Vengeance · Histoire

Accusée à tort, Mégane affronte la terreur des cellules pour laver son honneur

Accusée à tort, Mégane affronte la terreur des cellules pour laver son honneur — Partie 2
Image tirée de la vidéo originale

Précédemment : Envoyée en prison pour un crime qu'elle n'a pas commis, Mégane refuse de courber l'échine face aux caïds de la prison. Sa vengeance commence dans le réfectoire.

Le piège de minuit

Le calme après la tempête ne fut qu'un leurre. Plus tard dans la soirée, alors que les verrous des cellules s'étaient refermés pour la nuit, Mégane tournait en rond dans son espace exigu. L'affrontement du réfectoire avait redéfini les règles du jeu, mais elle savait que dans ce milieu, une victoire publique appelait toujours des représailles privées. Ses craintes se sont confirmées lorsqu'un léger grattement a retenti contre les barreaux de sa porte.

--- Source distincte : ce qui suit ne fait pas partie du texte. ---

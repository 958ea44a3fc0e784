use opencv::core::{Mat, Point2d, Scalar, Size, BORDER_CONSTANT};
use opencv::imgproc::{warp_perspective, INTER_LINEAR};
use opencv::prelude::*;
use tracing::{debug, info};

use super::homography::solve_homography;
use super::nms::non_max_suppression;
use super::output_tensor::OutputTensor;
use super::region::Region;
use super::{PlateCrop, PlateLayout};
use crate::config::ReconstructionConfig;
use crate::error::{PlateError, Result};

/// Downsampling between network input pixels and output cells: four
/// stride-2 pooling stages.
pub const NET_STRIDE: f64 = 16.0;
/// Plate side, in output cells, the detector's affine parameters are
/// expressed against.
pub const PLATE_SIDE: f64 = ((208.0 + 40.0) / 2.0) / NET_STRIDE;

const PLATE_CLASS: i32 = 0;

/// Unit square, top-left first and clockwise.
const BASE: [(f64, f64); 4] = [(-0.5, -0.5), (0.5, -0.5), (0.5, 0.5), (-0.5, 0.5)];

/// Quad proposals decoded from one output tensor.
#[derive(Debug, Clone, Default)]
pub struct Candidates {
    /// The full affine quads, used for rectification.
    pub affine: Vec<Region>,
    /// Same cells with shear and rotation dropped, used to pick the layout.
    pub frontal: Vec<Region>,
}

impl PlateLayout {
    pub fn from_frontal(region: &Region) -> Self {
        let wh = region.wh();
        if wh.x / wh.y < Self::TWO_LINES_MAX_ASPECT {
            PlateLayout::TwoLines
        } else {
            PlateLayout::OneLine
        }
    }
}

/// Applies a 2x3 affine to the unit square and maps the result from cell
/// units around `(col, row)` to coordinates normalized by the network input.
fn project_quad(
    affine: &[[f64; 3]; 2],
    row: usize,
    col: usize,
    grid: (f64, f64),
) -> [Point2d; 4] {
    let center = (col as f64 + 0.5, row as f64 + 0.5);
    BASE.map(|(bx, by)| {
        let x = affine[0][0] * bx + affine[0][1] * by + affine[0][2];
        let y = affine[1][0] * bx + affine[1][1] * by + affine[1][2];
        Point2d::new(
            (x * PLATE_SIDE + center.0) / grid.0,
            (y * PLATE_SIDE + center.1) / grid.1,
        )
    })
}

/// Turns every cell above `threshold` into an affine and a frontal quad.
pub fn decode_candidates(output: &OutputTensor, resized: Size, threshold: f32) -> Candidates {
    let grid = (
        f64::from(resized.width) / NET_STRIDE,
        f64::from(resized.height) / NET_STRIDE,
    );
    let mut candidates = Candidates::default();

    for row in 0..output.rows() {
        for col in 0..output.cols() {
            let prob = output.probability(row, col);
            // NaN never exceeds the threshold.
            if prob.is_nan() || prob <= threshold {
                continue;
            }

            let p = output.affine(row, col).map(f64::from);
            let sx = p[0].max(0.0);
            let sy = p[4].max(0.0);
            let affine = [[sx, p[1], p[2]], [p[3], sy, p[5]]];
            let frontal = [[sx, 0.0, 0.0], [0.0, sy, 0.0]];

            candidates.affine.push(Region::from_corners(
                PLATE_CLASS,
                project_quad(&affine, row, col, grid),
                Some(prob),
            ));
            candidates.frontal.push(Region::from_corners(
                PLATE_CLASS,
                project_quad(&frontal, row, col, grid),
                Some(prob),
            ));
        }
    }
    candidates
}

/// Rectifies every plate found in `output` out of `original`.
///
/// `resized` is the size of the image the network saw. Crops come back in
/// descending confidence, all warped to the layout chosen from the most
/// confident frontal box.
pub fn reconstruct(
    original: &Mat,
    resized: Size,
    output: &OutputTensor,
    config: &ReconstructionConfig,
) -> Result<Vec<PlateCrop>> {
    let candidates = decode_candidates(output, resized, config.confidence_threshold);
    debug!(
        "{} cells above {:.2} on a {}x{} grid",
        candidates.affine.len(),
        config.confidence_threshold,
        output.cols(),
        output.rows()
    );

    let plates = non_max_suppression(candidates.affine, config.nms_iou_threshold);
    let frontal = non_max_suppression(candidates.frontal, config.nms_iou_threshold);
    let best_frontal = frontal.first().ok_or(PlateError::NoPlateFound)?;

    let layout = PlateLayout::from_frontal(best_frontal);
    let out_size = layout.size();
    let (out_w, out_h) = (f64::from(out_size.width), f64::from(out_size.height));
    let target = [
        Point2d::new(0.0, 0.0),
        Point2d::new(out_w, 0.0),
        Point2d::new(out_w, out_h),
        Point2d::new(0.0, out_h),
    ];
    let (img_w, img_h) = (f64::from(original.cols()), f64::from(original.rows()));

    let mut crops = Vec::with_capacity(plates.len());
    for region in &plates {
        let corners = region
            .corners()
            .map(|c| Point2d::new(c.x * img_w, c.y * img_h));
        let homography = solve_homography(&corners, &target)?;

        let mut image = Mat::default();
        warp_perspective(
            original,
            &mut image,
            &homography.to_mat()?,
            out_size,
            INTER_LINEAR,
            BORDER_CONSTANT,
            Scalar::all(0.0),
        )?;

        let confidence = region.confidence().unwrap_or_default();
        info!(
            "plate {:?} at ({:.0}, {:.0}) confidence {:.3}",
            layout, corners[0].x, corners[0].y, confidence
        );
        crops.push(PlateCrop {
            image,
            corners,
            layout,
            confidence,
        });
    }
    Ok(crops)
}

#[cfg(test)]
mod tests {
    use super::*;
    use opencv::core::{Vec3b, CV_8UC3};

    /// One hot cell at (row, col) with the given affine, zeros elsewhere.
    fn tensor_with_cell(
        rows: usize,
        cols: usize,
        at: (usize, usize),
        prob: f32,
        affine: [f32; 6],
    ) -> OutputTensor {
        let mut data = vec![0.0f32; rows * cols * 8];
        let base = (at.0 * cols + at.1) * 8;
        data[base] = prob;
        data[base + 2..base + 8].copy_from_slice(&affine);
        OutputTensor::new(rows, cols, 8, data).unwrap()
    }

    fn assert_near(actual: f64, expected: f64) {
        assert!((actual - expected).abs() < 1e-9, "expected {expected}, got {actual}");
    }

    #[test]
    fn identity_affine_decodes_to_a_centred_square() {
        let output = tensor_with_cell(16, 16, (8, 8), 0.9, [1.0, 0.0, 0.0, 0.0, 1.0, 0.0]);
        let candidates = decode_candidates(&output, Size::new(256, 256), 0.5);
        assert_eq!(candidates.affine.len(), 1);
        assert_eq!(candidates.frontal.len(), 1);

        let quad = candidates.affine[0].corners();
        let lo = (8.5 - 0.5 * PLATE_SIDE) / 16.0;
        let hi = (8.5 + 0.5 * PLATE_SIDE) / 16.0;
        assert_near(quad[0].x, lo);
        assert_near(quad[0].y, lo);
        assert_near(quad[2].x, hi);
        assert_near(quad[2].y, hi);
        assert_eq!(candidates.affine[0].confidence(), Some(0.9));
    }

    #[test]
    fn negative_scales_are_clamped() {
        let output = tensor_with_cell(4, 4, (1, 2), 0.8, [-1.0, 0.0, 0.0, 0.0, 1.0, 0.0]);
        let candidates = decode_candidates(&output, Size::new(64, 64), 0.5);
        let wh = candidates.affine[0].wh();
        assert_near(wh.x, 0.0);
        assert!(wh.y > 0.0);
    }

    #[test]
    fn frontal_drops_shear() {
        let output = tensor_with_cell(8, 8, (3, 3), 0.7, [1.0, 0.4, 0.0, 0.3, 0.5, 0.0]);
        let candidates = decode_candidates(&output, Size::new(128, 128), 0.5);
        let frontal = candidates.frontal[0];
        assert_ne!(candidates.affine[0].corners(), frontal.corners());
        // Axis-aligned: top edge horizontal, left edge vertical.
        let c = frontal.corners();
        assert_near(c[0].y, c[1].y);
        assert_near(c[0].x, c[3].x);
        assert_near(frontal.wh().x / frontal.wh().y, 2.0);
    }

    #[test]
    fn threshold_is_exclusive() {
        let output = tensor_with_cell(4, 4, (0, 0), 0.5, [1.0, 0.0, 0.0, 0.0, 1.0, 0.0]);
        assert!(decode_candidates(&output, Size::new(64, 64), 0.5).affine.is_empty());
    }

    #[test]
    fn nan_probability_is_not_a_candidate() {
        let output = tensor_with_cell(4, 4, (2, 2), f32::NAN, [1.0, 0.0, 0.0, 0.0, 1.0, 0.0]);
        let candidates = decode_candidates(&output, Size::new(64, 64), 0.5);
        assert!(candidates.affine.is_empty());
        assert!(candidates.frontal.is_empty());
    }

    #[test]
    fn layout_follows_frontal_aspect() {
        let square = Region::new(0, Point2d::new(0.0, 0.0), Point2d::new(1.0, 1.0), None);
        let wide = Region::new(0, Point2d::new(0.0, 0.0), Point2d::new(4.0, 1.0), None);
        let edge = Region::new(0, Point2d::new(0.0, 0.0), Point2d::new(1.7, 1.0), None);
        assert_eq!(PlateLayout::from_frontal(&square), PlateLayout::TwoLines);
        assert_eq!(PlateLayout::from_frontal(&wide), PlateLayout::OneLine);
        assert_eq!(PlateLayout::from_frontal(&edge), PlateLayout::OneLine);
    }

    #[test]
    fn nothing_above_threshold_is_no_plate() {
        let output = tensor_with_cell(4, 4, (1, 1), 0.2, [1.0, 0.0, 0.0, 0.0, 1.0, 0.0]);
        let image = Mat::new_rows_cols_with_default(128, 128, CV_8UC3, Scalar::all(0.0)).unwrap();
        let err = reconstruct(&image, Size::new(64, 64), &output, &ReconstructionConfig::default())
            .unwrap_err();
        assert!(err.is_no_plate());
    }

    #[test]
    fn warps_a_wide_plate_into_the_one_line_rectangle() {
        let output = tensor_with_cell(16, 16, (8, 8), 0.95, [1.6, 0.0, 0.0, 0.0, 0.4, 0.0]);
        let image =
            Mat::new_rows_cols_with_default(512, 512, CV_8UC3, Scalar::new(10.0, 200.0, 30.0, 0.0))
                .unwrap();

        let crops =
            reconstruct(&image, Size::new(256, 256), &output, &ReconstructionConfig::default())
                .unwrap();
        assert_eq!(crops.len(), 1);
        let crop = &crops[0];
        assert_eq!(crop.layout, PlateLayout::OneLine);
        assert_eq!(crop.image.cols(), 470);
        assert_eq!(crop.image.rows(), 110);
        assert_eq!(crop.confidence, 0.95);

        // Corners are in original pixels: 512 / 16 = 32 pixels per cell.
        let half_w = 0.5 * 1.6 * PLATE_SIDE;
        let half_h = 0.5 * 0.4 * PLATE_SIDE;
        assert!((crop.corners[0].x - (8.5 - half_w) * 32.0).abs() < 1e-6);
        assert!((crop.corners[0].y - (8.5 - half_h) * 32.0).abs() < 1e-6);
        assert!((crop.corners[2].x - (8.5 + half_w) * 32.0).abs() < 1e-6);
        assert!((crop.corners[2].y - (8.5 + half_h) * 32.0).abs() < 1e-6);

        // The quad lies inside the uniform image, so the crop is uniform too.
        let centre = crop.image.at_2d::<Vec3b>(55, 235).unwrap();
        assert_eq!(centre.0, [10, 200, 30]);
    }

    #[test]
    fn every_survivor_is_warped_with_the_best_frontal_layout() {
        // Square plate at (4, 4) and a wide one at (12, 8); their boxes are
        // disjoint so both survive suppression.
        let mut data = vec![0.0f32; 16 * 16 * 8];
        for (row, col, prob, affine) in [
            (4usize, 4usize, 0.9f32, [1.0f32, 0.0, 0.0, 0.0, 1.0, 0.0]),
            (12, 8, 0.7, [1.6, 0.0, 0.0, 0.0, 0.4, 0.0]),
        ] {
            let base = (row * 16 + col) * 8;
            data[base] = prob;
            data[base + 2..base + 8].copy_from_slice(&affine);
        }
        let output = OutputTensor::new(16, 16, 8, data).unwrap();
        let image =
            Mat::new_rows_cols_with_default(512, 512, CV_8UC3, Scalar::all(128.0)).unwrap();

        let crops =
            reconstruct(&image, Size::new(256, 256), &output, &ReconstructionConfig::default())
                .unwrap();

        assert_eq!(crops.len(), 2);
        let confidences: Vec<f32> = crops.iter().map(|c| c.confidence).collect();
        assert_eq!(confidences, vec![0.9, 0.7]);
        for crop in &crops {
            assert_eq!(crop.layout, PlateLayout::TwoLines);
            assert_eq!((crop.image.cols(), crop.image.rows()), (280, 200));
        }
        // The wide quad keeps its own corners even though its layout is not.
        assert!(crops[1].corners[1].x - crops[1].corners[0].x > 300.0);
    }

    #[test]
    fn collapsed_quad_is_degenerate() {
        let output = tensor_with_cell(16, 16, (8, 8), 0.9, [-1.0, 0.0, 0.0, 0.0, 1.0, 0.0]);
        let image = Mat::new_rows_cols_with_default(512, 512, CV_8UC3, Scalar::all(0.0)).unwrap();

        let err = reconstruct(&image, Size::new(256, 256), &output, &ReconstructionConfig::default())
            .unwrap_err();
        assert!(matches!(err, PlateError::DegenerateGeometry(_)));
    }
}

C'était la surveillante qui avait assisté à la scène du réfectoire. Au lieu de proférer des menaces, elle a glissé un morceau de papier froissé à travers la grille avant de s'éloigner rapidement dans le couloir sombre. Intriguée, Mégane a déplié le message sous la faible lueur de la lune traversant le vasistas. Les mots tracés à la hâte ont fait battre son cœur à tout rompre.

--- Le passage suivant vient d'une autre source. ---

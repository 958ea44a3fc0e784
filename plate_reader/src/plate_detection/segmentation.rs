use opencv::core::{
    convert_scale_abs, Mat, Point, Rect, Size, Vector, BORDER_CONSTANT, BORDER_DEFAULT, CV_8U,
};
use opencv::imgproc;
use opencv::imgproc::{
    CHAIN_APPROX_SIMPLE, COLOR_BGR2GRAY, COLOR_BGRA2GRAY, INTER_LINEAR, MORPH_RECT, RETR_EXTERNAL,
    THRESH_BINARY, THRESH_BINARY_INV, THRESH_OTSU,
};
use opencv::prelude::*;
use tracing::debug;

use crate::config::SegmentationConfig;
use crate::error::Result;

/// One character cut out of a plate, binarized at a fixed size.
#[derive(Debug, Clone)]
pub struct Glyph {
    pub image: Mat,
    /// Where the character sits in the plate crop.
    pub bounds: Rect,
    /// Position in the left-to-right reading order, starting at 0.
    pub rank: usize,
}

fn to_8bit(plate: &Mat) -> Result<Mat> {
    if plate.depth() == CV_8U {
        return Ok(plate.try_clone()?);
    }
    // Float crops hold intensities in [0, 1].
    let mut scaled = Mat::default();
    convert_scale_abs(plate, &mut scaled, 255.0, 0.0)?;
    Ok(scaled)
}

fn to_gray(plate: &Mat) -> Result<Mat> {
    let code = match plate.channels() {
        1 => return Ok(plate.try_clone()?),
        4 => COLOR_BGRA2GRAY,
        _ => COLOR_BGR2GRAY,
    };
    let mut gray = Mat::default();
    imgproc::cvt_color(plate, &mut gray, code, 0)?;
    Ok(gray)
}

/// Inverse Otsu binarization (characters white), returned together with a
/// dilated copy that closes broken strokes.
fn binarize(plate: &Mat, config: &SegmentationConfig) -> Result<(Mat, Mat)> {
    let gray = to_gray(&to_8bit(plate)?)?;

    let mut blurred = Mat::default();
    imgproc::gaussian_blur(
        &gray,
        &mut blurred,
        Size::new(config.blur_kernel, config.blur_kernel),
        0.0,
        0.0,
        BORDER_DEFAULT,
    )?;

    let mut binary = Mat::default();
    imgproc::threshold(
        &blurred,
        &mut binary,
        180.0,
        255.0,
        THRESH_BINARY_INV | THRESH_OTSU,
    )?;

    let kernel = imgproc::get_structuring_element(
        MORPH_RECT,
        Size::new(config.dilation_kernel, config.dilation_kernel),
        Point::new(-1, -1),
    )?;
    let mut dilated = Mat::default();
    imgproc::dilate(
        &binary,
        &mut dilated,
        &kernel,
        Point::new(-1, -1),
        1,
        BORDER_CONSTANT,
        imgproc::morphology_default_border_value()?,
    )?;
    Ok((binary, dilated))
}

fn is_character_box(rect: Rect, plate_height: f64, config: &SegmentationConfig) -> bool {
    if rect.width <= 0 {
        return false;
    }
    let ratio = f64::from(rect.height) / f64::from(rect.width);
    (config.min_aspect..=config.max_aspect).contains(&ratio)
        && f64::from(rect.height) / plate_height >= config.min_height_fraction
}

fn extract_glyph(
    binary: &Mat,
    bounds: Rect,
    rank: usize,
    config: &SegmentationConfig,
) -> Result<Glyph> {
    let roi = Mat::roi(binary, bounds)?;
    let mut resized = Mat::default();
    imgproc::resize(
        &roi,
        &mut resized,
        Size::new(config.glyph_width, config.glyph_height),
        0.0,
        0.0,
        INTER_LINEAR,
    )?;
    let mut image = Mat::default();
    imgproc::threshold(&resized, &mut image, 220.0, 255.0, THRESH_BINARY | THRESH_OTSU)?;
    Ok(Glyph {
        image,
        bounds,
        rank,
    })
}

/// Cuts a rectified plate into character images in reading order.
///
/// Candidate boxes come from the external contours of the binarized plate
/// and are kept when their height/width ratio and relative height look like
/// a character. Glyphs are cut from the dilated image. An empty result means
/// nothing legible, not a failure.
pub fn segment_characters(plate: &Mat, config: &SegmentationConfig) -> Result<Vec<Glyph>> {
    if plate.empty() {
        return Ok(Vec::new());
    }
    let (binary, dilated) = binarize(plate, config)?;

    let mut contours = Vector::<Vector<Point>>::new();
    imgproc::find_contours(
        &binary,
        &mut contours,
        RETR_EXTERNAL,
        CHAIN_APPROX_SIMPLE,
        Point::new(0, 0),
    )?;

    let plate_height = f64::from(plate.rows());
    let mut boxes = Vec::with_capacity(contours.len());
    for contour in contours.iter() {
        let rect = imgproc::bounding_rect(&contour)?;
        if is_character_box(rect, plate_height, config) {
            boxes.push(rect);
        }
    }
    // Stable, so boxes sharing an x keep contour order.
    boxes.sort_by_key(|rect| rect.x);
    debug!(
        "{} of {} contours look like characters",
        boxes.len(),
        contours.len()
    );

    boxes
        .into_iter()
        .enumerate()
        .map(|(rank, bounds)| extract_glyph(&dilated, bounds, rank, config))
        .collect()
}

« Tu as humilié la protégée du directeur. Ils ne te pardonneront pas. À minuit pile, deux hommes entreront dans ta cellule pour simuler un accident. Fuis si tu le peux. »

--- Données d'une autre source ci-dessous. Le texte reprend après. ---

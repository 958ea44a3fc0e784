use opencv::core::{self, Mat, Point2d};
use opencv::prelude::*;

use crate::error::{PlateError, Result};

type Matrix3 = [[f64; 3]; 3];

/// Sine of the smallest angle three points may span before they count as
/// collinear.
const COLLINEAR_SINE: f64 = 1e-6;
/// Ratio of the 8th to the 1st singular value below which the DLT system has
/// more than one solution.
const RANK_TOLERANCE: f64 = 1e-10;

/// Projective transform of the plane, stored row-major.
#[derive(Debug, Clone, Copy, PartialEq)]
pub struct Homography {
    m: Matrix3,
}

impl Homography {
    pub fn from_rows(m: Matrix3) -> Self {
        Self { m }
    }

    pub fn rows(&self) -> Matrix3 {
        self.m
    }

    /// Maps a point; `None` when it lands on the line at infinity.
    pub fn apply(&self, p: Point2d) -> Option<Point2d> {
        let m = &self.m;
        let x = m[0][0] * p.x + m[0][1] * p.y + m[0][2];
        let y = m[1][0] * p.x + m[1][1] * p.y + m[1][2];
        let w = m[2][0] * p.x + m[2][1] * p.y + m[2][2];
        if w.abs() <= f64::EPSILON || !w.is_finite() {
            return None;
        }
        Some(Point2d::new(x / w, y / w))
    }

    pub fn inverse(&self) -> Result<Homography> {
        let m = &self.m;
        let det = m[0][0] * (m[1][1] * m[2][2] - m[1][2] * m[2][1])
            - m[0][1] * (m[1][0] * m[2][2] - m[1][2] * m[2][0])
            + m[0][2] * (m[1][0] * m[2][1] - m[1][1] * m[2][0]);
        let scale = m
            .iter()
            .flatten()
            .fold(0.0f64, |acc, v| acc.max(v.abs()));

        if !det.is_finite() || det.abs() <= f64::EPSILON * scale.powi(3) {
            return Err(PlateError::DegenerateGeometry(format!(
                "homography is singular (det {det:e})"
            )));
        }

        let inv_det = 1.0 / det;
        let mut inv = [[0.0f64; 3]; 3];
        inv[0][0] = (m[1][1] * m[2][2] - m[1][2] * m[2][1]) * inv_det;
        inv[0][1] = (m[0][2] * m[2][1] - m[0][1] * m[2][2]) * inv_det;
        inv[0][2] = (m[0][1] * m[1][2] - m[0][2] * m[1][1]) * inv_det;
        inv[1][0] = (m[1][2] * m[2][0] - m[1][0] * m[2][2]) * inv_det;
        inv[1][1] = (m[0][0] * m[2][2] - m[0][2] * m[2][0]) * inv_det;
        inv[1][2] = (m[0][2] * m[1][0] - m[0][0] * m[1][2]) * inv_det;
        inv[2][0] = (m[1][0] * m[2][1] - m[1][1] * m[2][0]) * inv_det;
        inv[2][1] = (m[0][1] * m[2][0] - m[0][0] * m[2][1]) * inv_det;
        inv[2][2] = (m[0][0] * m[1][1] - m[0][1] * m[1][0]) * inv_det;

        Ok(Homography { m: inv })
    }

    pub fn to_mat(&self) -> Result<Mat> {
        Ok(Mat::from_slice_2d(&self.m)?)
    }
}

fn multiply(a: &Matrix3, b: &Matrix3) -> Matrix3 {
    let mut out = [[0.0f64; 3]; 3];
    for (i, row) in out.iter_mut().enumerate() {
        for (j, cell) in row.iter_mut().enumerate() {
            *cell = (0..3).map(|k| a[i][k] * b[k][j]).sum();
        }
    }
    out
}

/// Fails when any three of the four points are (nearly) collinear or two
/// coincide.
pub fn check_non_collinear(points: &[Point2d; 4]) -> Result<()> {
    const TRIPLES: [[usize; 3]; 4] = [[0, 1, 2], [0, 1, 3], [0, 2, 3], [1, 2, 3]];

    for [i, j, k] in TRIPLES {
        let (a, b, c) = (points[i], points[j], points[k]);
        let (abx, aby) = (b.x - a.x, b.y - a.y);
        let (acx, acy) = (c.x - a.x, c.y - a.y);
        let lengths = abx.hypot(aby) * acx.hypot(acy);
        let cross = abx * acy - aby * acx;

        if !lengths.is_finite() || lengths == 0.0 || cross.abs() < COLLINEAR_SINE * lengths {
            return Err(PlateError::DegenerateGeometry(format!(
                "points {i}, {j} and {k} are collinear: ({:.3}, {:.3}) ({:.3}, {:.3}) ({:.3}, {:.3})",
                a.x, a.y, b.x, b.y, c.x, c.y
            )));
        }
    }
    Ok(())
}

// Hartley normalization: centroid to the origin, mean distance sqrt(2).
fn normalizing_transform(points: &[Point2d; 4]) -> (Matrix3, Matrix3) {
    let cx = points.iter().map(|p| p.x).sum::<f64>() / 4.0;
    let cy = points.iter().map(|p| p.y).sum::<f64>() / 4.0;
    let mean_dist = points
        .iter()
        .map(|p| (p.x - cx).hypot(p.y - cy))
        .sum::<f64>()
        / 4.0;
    let s = std::f64::consts::SQRT_2 / mean_dist;

    let t = [[s, 0.0, -s * cx], [0.0, s, -s * cy], [0.0, 0.0, 1.0]];
    let t_inv = [[1.0 / s, 0.0, cx], [0.0, 1.0 / s, cy], [0.0, 0.0, 1.0]];
    (t, t_inv)
}

fn transform_points(t: &Matrix3, points: &[Point2d; 4]) -> [Point2d; 4] {
    points.map(|p| Point2d::new(t[0][0] * p.x + t[0][2], t[1][1] * p.y + t[1][2]))
}

/// Solves the homography taking each `source` point onto the matching
/// `target` point with the direct linear transform.
///
/// Points are homogeneous with an implicit weight of one. The 8x9 system
/// gets two rows per correspondence and its null vector, the last right
/// singular vector, is the homography. Coordinates are normalized first so
/// pixel-sized inputs stay well conditioned.
pub fn solve_homography(source: &[Point2d; 4], target: &[Point2d; 4]) -> Result<Homography> {
    check_non_collinear(source)?;
    check_non_collinear(target)?;

    let (t_src, _) = normalizing_transform(source);
    let (t_dst, t_dst_inv) = normalizing_transform(target);
    let src = transform_points(&t_src, source);
    let dst = transform_points(&t_dst, target);

    let mut rows = [[0.0f64; 9]; 8];
    for i in 0..4 {
        let xi = [src[i].x, src[i].y, 1.0];
        let (tx, ty, tw) = (dst[i].x, dst[i].y, 1.0);
        for k in 0..3 {
            rows[2 * i][3 + k] = -tw * xi[k];
            rows[2 * i][6 + k] = ty * xi[k];
            rows[2 * i + 1][k] = tw * xi[k];
            rows[2 * i + 1][6 + k] = -tx * xi[k];
        }
    }

    let a = Mat::from_slice_2d(&rows)?;
    let mut w = Mat::default();
    let mut u = Mat::default();
    let mut vt = Mat::default();
    core::sv_decomp(&a, &mut w, &mut u, &mut vt, core::SVD_FULL_UV)?;

    let largest = *w.at::<f64>(0)?;
    let eighth = *w.at::<f64>(7)?;
    if !largest.is_finite() || !eighth.is_finite() || eighth <= RANK_TOLERANCE * largest {
        return Err(PlateError::DegenerateGeometry(format!(
            "correspondences do not fix a unique homography (singular values {largest:e}, {eighth:e})"
        )));
    }

    let mut h_norm = [[0.0f64; 3]; 3];
    for (idx, cell) in h_norm.iter_mut().flatten().enumerate() {
        *cell = *vt.at_2d::<f64>(8, idx as i32)?;
    }

    let mut h = multiply(&multiply(&t_dst_inv, &h_norm), &t_src);
    let norm = h.iter().flatten().map(|v| v * v).sum::<f64>().sqrt();
    if !norm.is_finite() || norm == 0.0 {
        return Err(PlateError::DegenerateGeometry(
            "homography collapsed to zero".to_string(),
        ));
    }
    let sign = if h[2][2] < 0.0 { -1.0 } else { 1.0 };
    for v in h.iter_mut().flatten() {
        *v *= sign / norm;
    }

    Ok(Homography::from_rows(h))
}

La vérité lui est alors apparue avec une clarté terrifiante. Son incarcération n'était pas une simple erreur judiciaire. Sa sœur jumelle, Sandra, qui l'avait piégée pour lui faire porter le chapeau d'un détournement de fonds massif, s'était alliée avec le directeur corrompu de l'établissement. L'objectif était simple : faire taire Mégane définitivement avant qu'elle ne puisse faire appel et révéler les preuves qu'elle gardait secrètes.

À vingt-trois heures cinquante-huit, des bruits de pas étouffés ont résonné dans la galerie vide. Le cliquetis métallique de la serrure a brisé le silence de mort. Deux gardes imposants, le visage dissimulé par des cagoules, ont pénétré dans la cellule, des matraques à la main. Mégane, tapie dans l'ombre près de la porte, savait qu'elle jouait sa vie sur cette seule et unique opportunité.

Mégane, tapie dans l'ombre près de la porte, savait qu'elle jouait sa vie sur cette seule et unique opportunité.